--- AVAILABLE DATA Enclosed Below ---

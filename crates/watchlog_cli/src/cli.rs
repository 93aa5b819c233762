//! Command-line surface.

use chrono::NaiveDate;
use clap::{Args, Parser, Subcommand};
use std::path::PathBuf;
use watchlog_core::{Category, ReadingKind, RecordId};

/// Track anime, seasonal watch progress and reading lists in CSV files.
#[derive(Parser)]
#[command(name = "watchlog")]
#[command(author, version = watchlog_core::core_version(), about, long_about = None)]
pub struct Cli {
    /// Directory holding the three CSV files
    #[arg(long, global = true, default_value = ".")]
    pub data_dir: PathBuf,

    /// TOML file overriding data file locations
    #[arg(long, global = true)]
    pub config: Option<PathBuf>,

    /// Write rolling log files here; file logging is off without it
    #[arg(long, global = true)]
    pub log_dir: Option<PathBuf>,

    /// Log level: trace|debug|info|warn|error
    #[arg(long, global = true)]
    pub log_level: Option<String>,

    /// Print rows as JSON instead of text
    #[arg(long, global = true)]
    pub json: bool,

    #[command(subcommand)]
    pub command: Commands,
}

#[derive(Subcommand)]
pub enum Commands {
    /// Show the catalog, optionally filtered by name and genre
    #[command(alias = "ls")]
    List {
        /// Keep rows with this name (repeatable)
        #[arg(long = "name")]
        names: Vec<String>,
        /// Keep rows with this genre (repeatable)
        #[arg(long = "genre")]
        genres: Vec<String>,
    },

    /// Add a catalog entry
    Add(CatalogArgs),

    /// Edit the first catalog entry with exactly this name
    Edit {
        /// Current name of the entry
        current_name: String,
        #[command(flatten)]
        fields: CatalogEditArgs,
    },

    /// Remove every catalog entry with exactly this name
    #[command(alias = "rm")]
    Remove { name: String },

    /// Seasonal watch-list
    Season {
        #[command(subcommand)]
        command: SeasonCommands,
    },

    /// Manga and book reading list
    Reading {
        #[command(subcommand)]
        command: ReadingCommands,
    },
}

#[derive(Args)]
pub struct CatalogArgs {
    #[arg(long)]
    pub name: String,
    /// Explicit List id (defaults to the next free one)
    #[arg(long, value_parser = clap::value_parser!(RecordId).range(1..))]
    pub id: Option<RecordId>,
    /// Rating, e.g. 7.5
    #[arg(long, default_value = "")]
    pub note: String,
    /// anime|manga|movie|cartoon|other
    #[arg(long, default_value = "anime")]
    pub category: Category,
    #[arg(long, default_value = "")]
    pub genre: String,
    #[arg(long, default_value = "")]
    pub description: String,
}

/// Fields left out keep their current value.
#[derive(Args)]
pub struct CatalogEditArgs {
    #[arg(long, value_parser = clap::value_parser!(RecordId).range(1..))]
    pub id: Option<RecordId>,
    #[arg(long)]
    pub name: Option<String>,
    #[arg(long)]
    pub note: Option<String>,
    #[arg(long)]
    pub category: Option<Category>,
    #[arg(long)]
    pub genre: Option<String>,
    #[arg(long)]
    pub description: Option<String>,
}

#[derive(Subcommand)]
pub enum SeasonCommands {
    /// Show the seasonal watch-list
    #[command(alias = "ls")]
    List,

    /// Add an anime to the season, cataloguing it when new
    Add {
        #[arg(long)]
        name: String,
        #[arg(long, default_value = "")]
        note: String,
        #[arg(long, default_value = "anime")]
        category: Category,
        #[arg(long, default_value = "")]
        genre: String,
        /// Season label, e.g. "Verão 2025"
        #[arg(long, default_value = "")]
        season: String,
        /// Total episodes
        #[arg(long, default_value_t = 12)]
        episodes: u32,
        /// Episodes already watched
        #[arg(long, default_value_t = 0)]
        watched: u32,
        /// Update date, YYYY-MM-DD (defaults to today)
        #[arg(long)]
        date: Option<NaiveDate>,
    },

    /// Set watched episodes of the first entry with exactly this name
    Progress { name: String, watched: u32 },

    /// Remove every seasonal entry with exactly this name
    #[command(alias = "rm")]
    Remove { name: String },
}

#[derive(Subcommand)]
pub enum ReadingCommands {
    /// Show the reading list
    #[command(alias = "ls")]
    List,

    /// Add a manga or book
    Add(ReadingArgs),

    /// Replace the reading item with this ID
    Edit {
        id: RecordId,
        #[command(flatten)]
        fields: ReadingArgs,
    },

    /// Remove every reading item with exactly this name
    #[command(alias = "rm")]
    Remove { name: String },
}

#[derive(Args)]
pub struct ReadingArgs {
    #[arg(long)]
    pub name: String,
    /// manga|book
    #[arg(long = "type", default_value = "manga")]
    pub kind: ReadingKind,
    #[arg(long, default_value = "")]
    pub genre: String,
    #[arg(long, default_value = "")]
    pub description: String,
    #[arg(long, default_value = "")]
    pub progress: String,
}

--- End of Enclosed AVAILABLE DATA ---

* **EXERCISE INSTRUCTIONS**
Extract each entry in full, exactly as given.

* **EXPECTED ANSWER**
filename crates/watchlog_cli/src/cli.rs
repository 93aa5b819c233762
//! Command-line surface.

use chrono::NaiveDate;
use clap::{Args, Parser, Subcommand};
use std::path::PathBuf;
use watchlog_core::{Category, ReadingKind, RecordId};

/// Track anime, seasonal watch progress and reading lists in CSV files.
#[derive(Parser)]
#[command(name = "watchlog")]
#[command(author, version = watchlog_core::core_version(), about, long_about = None)]
pub struct Cli {
    /// Directory holding the three CSV files
    #[arg(long, global = true, default_value = ".")]
    pub data_dir: PathBuf,

    /// TOML file overriding data file locations
    #[arg(long, global = true)]
    pub config: Option<PathBuf>,

    /// Write rolling log files here; file logging is off without it
    #[arg(long, global = true)]
    pub log_dir: Option<PathBuf>,

    /// Log level: trace|debug|info|warn|error
    #[arg(long, global = true)]
    pub log_level: Option<String>,

    /// Print rows as JSON instead of text
    #[arg(long, global = true)]
    pub json: bool,

    #[command(subcommand)]
    pub command: Commands,
}

#[derive(Subcommand)]
pub enum Commands {
    /// Show the catalog, optionally filtered by name and genre
    #[command(alias = "ls")]
    List {
        /// Keep rows with this name (repeatable)
        #[arg(long = "name")]
        names: Vec<String>,
        /// Keep rows with this genre (repeatable)
        #[arg(long = "genre")]
        genres: Vec<String>,
    },

    /// Add a catalog entry
    Add(CatalogArgs),

    /// Edit the first catalog entry with exactly this name
    Edit {
        /// Current name of the entry
        current_name: String,
        #[command(flatten)]
        fields: CatalogEditArgs,
    },

    /// Remove every catalog entry with exactly this name
    #[command(alias = "rm")]
    Remove { name: String },

    /// Seasonal watch-list
    Season {
        #[command(subcommand)]
        command: SeasonCommands,
    },

    /// Manga and book reading list
    Reading {
        #[command(subcommand)]
        command: ReadingCommands,
    },
}

#[derive(Args)]
pub struct CatalogArgs {
    #[arg(long)]
    pub name: String,
    /// Explicit List id (defaults to the next free one)
    #[arg(long, value_parser = clap::value_parser!(RecordId).range(1..))]
    pub id: Option<RecordId>,
    /// Rating, e.g. 7.5
    #[arg(long, default_value = "")]
    pub note: String,
    /// anime|manga|movie|cartoon|other
    #[arg(long, default_value = "anime")]
    pub category: Category,
    #[arg(long, default_value = "")]
    pub genre: String,
    #[arg(long, default_value = "")]
    pub description: String,
}

/// Fields left out keep their current value.
#[derive(Args)]
pub struct CatalogEditArgs {
    #[arg(long, value_parser = clap::value_parser!(RecordId).range(1..))]
    pub id: Option<RecordId>,
    #[arg(long)]
    pub name: Option<String>,
    #[arg(long)]
    pub note: Option<String>,
    #[arg(long)]
    pub category: Option<Category>,
    #[arg(long)]
    pub genre: Option<String>,
    #[arg(long)]
    pub description: Option<String>,
}

#[derive(Subcommand)]
pub enum SeasonCommands {
    /// Show the seasonal watch-list
    #[command(alias = "ls")]
    List,

    /// Add an anime to the season, cataloguing it when new
    Add {
        #[arg(long)]
        name: String,
        #[arg(long, default_value = "")]
        note: String,
        #[arg(long, default_value = "anime")]
        category: Category,
        #[arg(long, default_value = "")]
        genre: String,
        /// Season label, e.g. "Verão 2025"
        #[arg(long, default_value = "")]
        season: String,
        /// Total episodes
        #[arg(long, default_value_t = 12)]
        episodes: u32,
        /// Episodes already watched
        #[arg(long, default_value_t = 0)]
        watched: u32,
        /// Update date, YYYY-MM-DD (defaults to today)
        #[arg(long)]
        date: Option<NaiveDate>,
    },

    /// Set watched episodes of the first entry with exactly this name
    Progress { name: String, watched: u32 },

    /// Remove every seasonal entry with exactly this name
    #[command(alias = "rm")]
    Remove { name: String },
}

#[derive(Subcommand)]
pub enum ReadingCommands {
    /// Show the reading list
    #[command(alias = "ls")]
    List,

    /// Add a manga or book
    Add(ReadingArgs),

    /// Replace the reading item with this ID
    Edit {
        id: RecordId,
        #[command(flatten)]
        fields: ReadingArgs,
    },

    /// Remove every reading item with exactly this name
    #[command(alias = "rm")]
    Remove { name: String },
}

#[derive(Args)]
pub struct ReadingArgs {
    #[arg(long)]
    pub name: String,
    /// manga|book
    #[arg(long = "type", default_value = "manga")]
    pub kind: ReadingKind,
    #[arg(long, default_value = "")]
    pub genre: String,
    #[arg(long, default_value = "")]
    pub description: String,
    #[arg(long, default_value = "")]
    pub progress: String,
}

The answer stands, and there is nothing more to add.